CONCOR looks to reduce dependence on railways

anil-k-guptaContainer Corporation of India Ltd (CONCOR), the state-owned rail rake provider, is looking to slowly reduce its dependence on railways as it focuses on becoming and end-to-end logistics provider. Anil K Gupta, CMD of CONCOR, spoke to RailNews on the company’s plans. Excerpts from the interview:

Is it a conscious decision of moving away from railways?
Earlier railways contributed 80% to the overall business. But now it is about 75%. Other divisions like warehouses and road transportation have started contributing more to the business. And with the Goods and Sales Tax and FDI in retail coming in, we expect share of railways to go down to 70% in the next few years. It is a conscious decision of getting into different segments as we want to be an end-to-end logistics provider. We need to expand as it helps in dividing the risk. Despite our focus on other segments, we are still a big player in rail logistics.

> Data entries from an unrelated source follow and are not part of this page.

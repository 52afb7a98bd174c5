//! Vector Laplacian: `C_ijkl = α δ_ik δ_jl`, so `σ = α ∇u` and
//! `f_i = α u_{i,jj}`.

use crate::kinematics::KinematicVariable;
use crate::solid::Solid;
use crate::tensor::{Matrix, Stiffness, Symmetry};
use std::ops::{Add, Div, Mul, Sub};

#[derive(Debug, Clone, Copy, PartialEq)]
pub struct Laplacian {
    pub alpha: f64,
}

impl Laplacian {
    pub fn new(alpha: f64) -> Self {
        Self { alpha }
    }
}

impl Default for Laplacian {
    fn default() -> Self {
        Self { alpha: 1.0 }
    }
}

impl<const D: usize> Solid<D> for Laplacian {
    fn name(&self) -> &'static str {
        "laplacian"
    }

    fn kinematic_variable(&self) -> KinematicVariable {
        KinematicVariable::Gradu
    }

    fn symmetry(&self) -> Symmetry {
        Symmetry::Diagonal
    }

    fn w(&self, gradu: &Matrix<D>) -> f64 {
        0.5 * self.alpha * gradu.norm_squared()
    }

    fn dw(&self, gradu: &Matrix<D>) -> Matrix<D> {
        gradu * self.alpha
    }

    fn ddw(&self, _gradu: &Matrix<D>) -> Stiffness<D> {
        Stiffness::diagonal(&Matrix::<D>::from_element(self.alpha))
    }
}

impl Add for Laplacian {
    type Output = Self;
    fn add(self, rhs: Self) -> Self {
        Self::new(self.alpha + rhs.alpha)
    }
}

impl Sub for Laplacian {
    type Output = Self;
    fn sub(self, rhs: Self) -> Self {
        Self::new(self.alpha - rhs.alpha)
    }
}

impl Mul<f64> for Laplacian {
    type Output = Self;
    fn mul(self, alpha: f64) -> Self {
        Self::new(self.alpha * alpha)
    }
}

impl Div<f64> for Laplacian {
    type Output = Self;
    fn div(self, alpha: f64) -> Self {
        Self::new(self.alpha / alpha)
    }
}
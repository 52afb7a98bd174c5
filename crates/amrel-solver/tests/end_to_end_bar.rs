//! End-to-end solves of a bar stretched along x, periodic in y.
//!
//! With displacement `0.1` on `xhi` and zero on `xlo` the exact solution is
//! `u = (0.1 x, 0)`, which every stencil reproduces exactly, so the computed
//! field can be compared node by node on every level.

use amrel_model::{LinearIsotropic, Model};
use amrel_solver::{
    AmrHierarchy, BcConfig, ElasticBc, ElasticOperator, FabArray, Geometry, Multigrid, MultigridConfig, MultiFab,
    NewtonConfig, Newton, NodalOperator, NodeBox, OperatorInfo, load_json, save_json,
};

const SLOPE: f64 = 0.1;

fn bar_bc() -> BcConfig {
    serde_json::from_str(
        r#"{"type": {"xlo": ["disp", "disp"], "xhi": ["disp", "disp"]},
            "val": {"xhi": [0.1, 0.0]}}"#,
    )
    .expect("bc config should parse")
}

/// 16×16 base level, optionally refined over the middle half.
fn bar_operator(refined: bool) -> ElasticOperator<2> {
    let geom = Geometry::new([16, 16], [0.0; 2], [1.0; 2], [false, true]).expect("geometry");
    let mut amr = AmrHierarchy::new(geom.clone(), 8).expect("hierarchy");
    if refined {
        amr.refine(NodeBox::new([8, 8], [24, 24])).expect("refine");
    }
    let mut op = ElasticOperator::new(&amr, OperatorInfo::default()).expect("operator");
    let bc = ElasticBc::from_config(&bar_bc(), geom.periodic()).expect("bc");
    op.set_bc(bc).expect("set_bc");
    op
}

fn fields(op: &ElasticOperator<2>) -> (Vec<MultiFab<2>>, Vec<MultiFab<2>>) {
    let mut sol = Vec::new();
    let mut rhs = Vec::new();
    for l in 0..op.num_amr_levels() {
        let level = op.level(l, 0);
        sol.push(MultiFab::new(&level.ba, &level.dm, 2, 1, 0.0));
        let mut b = MultiFab::new(&level.ba, &level.dm, 2, 1, 0.0);
        op.init_rhs(l, &mut b).expect("init_rhs");
        rhs.push(b);
    }
    (sol, rhs)
}

fn assert_linear(op: &ElasticOperator<2>, sol: &[MultiFab<2>], tol: f64) {
    for (l, s) in sol.iter().enumerate() {
        let level = op.level(l, 0);
        for box_ in level.ba.boxes() {
            for p in box_.iter() {
                let x = level.geom.node_position(&p)[0];
                let ux = s.value_at(&p, 0).expect("valid node");
                let uy = s.value_at(&p, 1).expect("valid node");
                assert!((ux - SLOPE * x).abs() < tol, "level {l} {p:?}: u_x = {ux}, expected {}", SLOPE * x);
                assert!(uy.abs() < tol, "level {l} {p:?}: u_y = {uy}");
            }
        }
    }
}

#[test]
fn composite_multigrid_solves_two_levels() {
    let mut op = bar_operator(true);
    op.set_uniform_model(&LinearIsotropic::new(1.0, 1.0));
    op.prepare_for_solve().expect("prepare");
    let (mut sol, rhs) = fields(&op);

    let config = MultigridConfig {
        max_iter: 500,
        ..MultigridConfig::default()
    };
    let info = Multigrid::new(&op, config)
        .solve(&mut sol, &rhs, 1e-12, 1e-10)
        .expect("solve");
    assert!(info.converged, "not converged: {info:?}");
    assert!(info.final_residual <= 1e-10);
    assert_linear(&op, &sol, 1e-6);
}

#[test]
fn newton_on_two_levels_with_blended_phases() {
    let mut op = bar_operator(true);
    let (mut u, b) = fields(&op);
    // both phases identical, so the exact solution is unchanged
    let phase = Model::<2>::IsotropicLinear(LinearIsotropic::new(1.0, 1.0));
    let mut models: Vec<FabArray<Model<2>, 2>> = (0..op.num_amr_levels())
        .map(|l| {
            let level = op.level(l, 0);
            let mut eta = MultiFab::new(&level.ba, &level.dm, 1, 1, 0.0);
            let geom = level.geom.clone();
            eta.fill_valid(|p, _| geom.node_position(p)[0]);
            amrel_solver::blend_models(&[phase, phase], &eta, &level.geom).expect("blend")
        })
        .collect();

    let config = NewtonConfig {
        tol_rel: 1e-12,
        tol_abs: 1e-10,
        max_iter: 500,
        ..NewtonConfig::default()
    };
    let mut newton = Newton::new(&mut op, config);
    let results = newton.solve(&mut u, &b, &mut models).expect("newton");
    assert_eq!(results.iterations, 1);
    assert!(results.linear_solves[0].converged);
    assert_linear(newton.operator(), &u, 1e-6);

    let residual = newton.comp_residual(&mut u, &b, &mut models).expect("residual");
    for r in &residual {
        assert!(r.norm0_all() < 1e-8, "residual {}", r.norm0_all());
    }
}

#[test]
fn boundary_conditions_from_disk() {
    let dir = tempfile::tempdir().expect("tempdir");
    let path = dir.path().join("bc.json");
    save_json(&path, &bar_bc()).expect("save");
    let cfg: BcConfig = load_json(&path).expect("load");

    let geom = Geometry::new([8, 8], [0.0; 2], [1.0; 2], [false, true]).expect("geometry");
    let amr = AmrHierarchy::new(geom.clone(), 8).expect("hierarchy");
    let mut op = ElasticOperator::new(&amr, OperatorInfo::default()).expect("operator");
    op.set_bc(ElasticBc::from_config(&cfg, geom.periodic()).expect("bc"))
        .expect("set_bc");
    op.set_uniform_model(&LinearIsotropic::new(2.0, 0.5));
    op.prepare_for_solve().expect("prepare");

    let (mut sol, rhs) = fields(&op);
    let info = Multigrid::new(&op, MultigridConfig::default())
        .solve(&mut sol, &rhs, 1e-12, 1e-10)
        .expect("solve");
    assert!(info.converged);
    assert_linear(&op, &sol, 1e-7);
}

How is your joint venture with Transport Corporation of India shaping up?
This company has taken a good shape and is concentrating on providing comprehensive integrated logistics services to our customers. It will remain focused on providing total logistics solutions by integrating rail, road and maritime logistics. We expect the JV to be one of the key drivers for our growth in the coming years.

There were also plans of setting up logistics parks. How far has the plan reached?
We are well on the way. Our biggest logistics park is already under advanced stage of construction at Khatuwas (near Neemrana) in Rajasthan. Double stack rail services have already been started from there. Total project will be completed in another year-and-a-half.

Khodiyar in Gujarat is already operational for most of the business segments planned for it.

The industry slowed down expansion plan last year. Do you expect the similar situation this year, too?
Certainly, there would be caution exercised in view of adverse trends in previous fiscals.
For Concor, it would be ‘cautious optimism’ so far as investment in rolling stock is concerned. But in the area of terminal expansion, we are going ahead on full swing as sooner or later, we do expect to get back on the higher growth trajectories.

What is your capex plan?
Our Board has approved our proposals for spending over Rs 1,000 crore during this fiscal in pursuit of creation/consolidation of our network and facilities.

What are the targets and expectations from the domestic operations?

Our domestic volumes have declined during two previous fiscals, due to reasons already disclosed from time to time. For railways as a whole, the domestic containerised tonnages have gone down from 10.16 million tonne (mt) in 2010-11 to 9.41 mt in 2011-12 and 9.27 mt in 2012-13. This year we definitely expect an improvement, by around 8% for Concor.

What was the growth in export-import segment last year and what is the expectation this year?

In terms of aggregate throughput, the Exim segment did not grow last year with volumes almost stagnating. We expect a further growth of 10% in both volumes and tonnage this fiscal, primarily on the hope that Indian exports will grow as new markets develop. What we are afraid is of another repeat year of import-export imbalances, which will dash our hopes. Preliminary trends indicate strengthening on the export front, which is a good omen.